■ **Prompt**: For the entries below, report the number of lines containing "filename", without any other content.

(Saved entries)
- Opening Delimiter -

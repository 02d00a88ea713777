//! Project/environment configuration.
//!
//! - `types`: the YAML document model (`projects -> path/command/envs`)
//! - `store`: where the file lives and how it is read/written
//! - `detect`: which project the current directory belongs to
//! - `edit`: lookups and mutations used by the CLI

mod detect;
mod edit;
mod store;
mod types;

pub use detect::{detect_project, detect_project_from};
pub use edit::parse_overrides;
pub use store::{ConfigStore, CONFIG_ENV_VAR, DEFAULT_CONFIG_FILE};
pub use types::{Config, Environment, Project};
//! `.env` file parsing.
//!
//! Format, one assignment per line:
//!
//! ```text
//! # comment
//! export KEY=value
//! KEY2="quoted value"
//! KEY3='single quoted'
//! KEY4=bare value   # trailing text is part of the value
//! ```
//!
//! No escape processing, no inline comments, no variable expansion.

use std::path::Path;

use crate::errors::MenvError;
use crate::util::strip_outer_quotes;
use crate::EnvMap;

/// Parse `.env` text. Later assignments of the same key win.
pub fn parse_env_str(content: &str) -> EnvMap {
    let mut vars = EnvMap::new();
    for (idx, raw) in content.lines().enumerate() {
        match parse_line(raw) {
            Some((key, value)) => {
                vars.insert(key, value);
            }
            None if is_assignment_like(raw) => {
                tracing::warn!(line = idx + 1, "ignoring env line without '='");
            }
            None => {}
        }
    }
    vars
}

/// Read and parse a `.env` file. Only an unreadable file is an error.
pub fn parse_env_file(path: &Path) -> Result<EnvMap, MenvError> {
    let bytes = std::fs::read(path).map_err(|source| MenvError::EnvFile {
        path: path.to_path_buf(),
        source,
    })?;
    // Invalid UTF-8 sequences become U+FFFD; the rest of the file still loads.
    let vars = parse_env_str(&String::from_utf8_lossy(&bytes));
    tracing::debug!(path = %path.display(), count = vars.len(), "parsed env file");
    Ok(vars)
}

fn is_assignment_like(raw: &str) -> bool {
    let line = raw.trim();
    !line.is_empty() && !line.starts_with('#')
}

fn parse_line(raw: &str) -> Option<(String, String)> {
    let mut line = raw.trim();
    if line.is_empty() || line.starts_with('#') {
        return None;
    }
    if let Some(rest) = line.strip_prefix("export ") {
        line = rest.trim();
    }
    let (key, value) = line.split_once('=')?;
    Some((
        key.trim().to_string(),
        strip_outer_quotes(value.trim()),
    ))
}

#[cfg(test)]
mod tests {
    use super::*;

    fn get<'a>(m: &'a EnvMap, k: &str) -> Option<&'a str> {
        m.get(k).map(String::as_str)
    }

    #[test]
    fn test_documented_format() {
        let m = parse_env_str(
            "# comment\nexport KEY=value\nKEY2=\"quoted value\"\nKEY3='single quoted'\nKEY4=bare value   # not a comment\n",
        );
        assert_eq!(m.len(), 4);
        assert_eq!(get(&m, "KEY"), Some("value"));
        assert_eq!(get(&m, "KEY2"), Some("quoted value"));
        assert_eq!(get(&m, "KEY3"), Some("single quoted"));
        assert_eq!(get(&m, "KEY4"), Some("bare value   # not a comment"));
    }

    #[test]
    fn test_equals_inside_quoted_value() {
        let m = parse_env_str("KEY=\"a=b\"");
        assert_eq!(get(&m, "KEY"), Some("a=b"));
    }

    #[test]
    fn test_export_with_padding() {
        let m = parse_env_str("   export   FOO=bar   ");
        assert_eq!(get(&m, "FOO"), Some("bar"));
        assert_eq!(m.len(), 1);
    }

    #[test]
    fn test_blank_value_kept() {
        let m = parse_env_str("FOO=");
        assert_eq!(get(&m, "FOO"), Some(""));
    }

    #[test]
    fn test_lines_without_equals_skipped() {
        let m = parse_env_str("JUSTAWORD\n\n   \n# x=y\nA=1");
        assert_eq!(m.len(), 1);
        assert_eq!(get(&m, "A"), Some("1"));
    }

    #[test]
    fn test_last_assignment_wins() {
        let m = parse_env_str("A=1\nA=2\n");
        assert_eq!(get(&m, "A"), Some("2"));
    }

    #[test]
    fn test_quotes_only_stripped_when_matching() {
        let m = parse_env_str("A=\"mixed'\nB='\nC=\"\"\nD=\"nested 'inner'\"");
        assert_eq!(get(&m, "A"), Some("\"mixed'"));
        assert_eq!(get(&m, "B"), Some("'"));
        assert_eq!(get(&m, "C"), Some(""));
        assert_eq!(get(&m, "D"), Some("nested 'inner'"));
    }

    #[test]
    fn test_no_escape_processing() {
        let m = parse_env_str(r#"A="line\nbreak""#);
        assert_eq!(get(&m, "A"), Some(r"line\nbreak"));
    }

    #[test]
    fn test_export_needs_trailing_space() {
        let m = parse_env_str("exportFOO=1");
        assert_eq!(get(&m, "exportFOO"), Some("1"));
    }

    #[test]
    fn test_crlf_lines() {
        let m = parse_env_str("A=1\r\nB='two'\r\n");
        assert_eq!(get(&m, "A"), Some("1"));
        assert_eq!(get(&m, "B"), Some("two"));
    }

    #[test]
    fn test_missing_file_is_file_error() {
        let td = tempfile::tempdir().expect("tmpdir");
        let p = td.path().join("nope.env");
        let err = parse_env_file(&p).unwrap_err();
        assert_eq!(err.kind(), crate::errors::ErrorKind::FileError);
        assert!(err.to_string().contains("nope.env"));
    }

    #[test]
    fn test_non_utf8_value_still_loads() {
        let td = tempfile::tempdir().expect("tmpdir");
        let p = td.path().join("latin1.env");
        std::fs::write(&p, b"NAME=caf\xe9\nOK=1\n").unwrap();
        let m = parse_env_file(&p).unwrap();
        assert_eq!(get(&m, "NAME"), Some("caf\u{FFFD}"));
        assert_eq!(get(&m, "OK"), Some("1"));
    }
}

- Closing Delimiter -
- Opening Delimiter -

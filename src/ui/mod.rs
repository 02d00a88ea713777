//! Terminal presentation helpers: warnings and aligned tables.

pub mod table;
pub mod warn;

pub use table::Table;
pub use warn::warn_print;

- Closing Delimiter -
- Opening Delimiter -

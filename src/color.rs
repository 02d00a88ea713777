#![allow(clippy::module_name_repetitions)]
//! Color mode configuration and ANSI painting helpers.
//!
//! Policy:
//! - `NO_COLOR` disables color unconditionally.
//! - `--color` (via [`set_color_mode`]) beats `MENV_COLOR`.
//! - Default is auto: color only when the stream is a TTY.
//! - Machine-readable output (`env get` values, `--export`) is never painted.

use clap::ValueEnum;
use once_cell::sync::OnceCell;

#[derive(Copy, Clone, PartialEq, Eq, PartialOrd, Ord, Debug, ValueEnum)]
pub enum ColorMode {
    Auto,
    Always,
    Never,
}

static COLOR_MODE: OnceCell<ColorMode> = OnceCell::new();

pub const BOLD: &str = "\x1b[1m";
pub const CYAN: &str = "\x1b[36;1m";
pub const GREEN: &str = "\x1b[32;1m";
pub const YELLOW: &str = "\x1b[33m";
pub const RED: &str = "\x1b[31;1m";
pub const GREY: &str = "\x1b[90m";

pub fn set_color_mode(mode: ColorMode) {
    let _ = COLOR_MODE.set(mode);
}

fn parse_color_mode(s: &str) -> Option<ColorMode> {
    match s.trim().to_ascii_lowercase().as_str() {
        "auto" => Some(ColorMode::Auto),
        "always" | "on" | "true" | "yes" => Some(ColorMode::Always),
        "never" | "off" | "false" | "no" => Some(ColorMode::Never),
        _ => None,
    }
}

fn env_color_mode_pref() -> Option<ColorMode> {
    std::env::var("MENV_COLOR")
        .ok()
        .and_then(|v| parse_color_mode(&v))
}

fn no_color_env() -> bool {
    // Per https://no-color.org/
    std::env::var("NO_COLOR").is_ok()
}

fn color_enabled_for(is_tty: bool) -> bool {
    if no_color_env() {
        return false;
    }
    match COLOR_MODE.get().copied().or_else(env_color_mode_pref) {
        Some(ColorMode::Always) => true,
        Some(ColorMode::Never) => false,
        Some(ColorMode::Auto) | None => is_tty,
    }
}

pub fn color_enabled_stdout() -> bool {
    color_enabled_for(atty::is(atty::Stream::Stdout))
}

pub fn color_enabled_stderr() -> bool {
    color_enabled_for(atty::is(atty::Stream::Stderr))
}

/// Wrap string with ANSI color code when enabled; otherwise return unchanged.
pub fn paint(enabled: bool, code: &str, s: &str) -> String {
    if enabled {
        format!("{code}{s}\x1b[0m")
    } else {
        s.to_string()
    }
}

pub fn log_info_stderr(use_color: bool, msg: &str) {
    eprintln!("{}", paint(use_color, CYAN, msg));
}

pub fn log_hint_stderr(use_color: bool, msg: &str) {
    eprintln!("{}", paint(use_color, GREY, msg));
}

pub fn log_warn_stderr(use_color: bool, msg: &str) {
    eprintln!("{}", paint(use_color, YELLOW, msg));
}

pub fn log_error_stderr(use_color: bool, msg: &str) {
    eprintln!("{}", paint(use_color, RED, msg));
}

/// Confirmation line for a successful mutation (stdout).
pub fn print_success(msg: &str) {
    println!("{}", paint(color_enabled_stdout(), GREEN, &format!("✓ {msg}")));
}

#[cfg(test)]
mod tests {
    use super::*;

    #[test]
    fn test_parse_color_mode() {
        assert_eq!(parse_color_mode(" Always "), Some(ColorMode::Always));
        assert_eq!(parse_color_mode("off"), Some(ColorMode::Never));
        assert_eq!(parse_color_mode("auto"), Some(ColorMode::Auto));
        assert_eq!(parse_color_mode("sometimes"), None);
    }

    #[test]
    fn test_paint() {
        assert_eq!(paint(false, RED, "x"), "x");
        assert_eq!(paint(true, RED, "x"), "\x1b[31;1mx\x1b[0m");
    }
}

- Closing Delimiter -

■ **Response to this exercise**: 2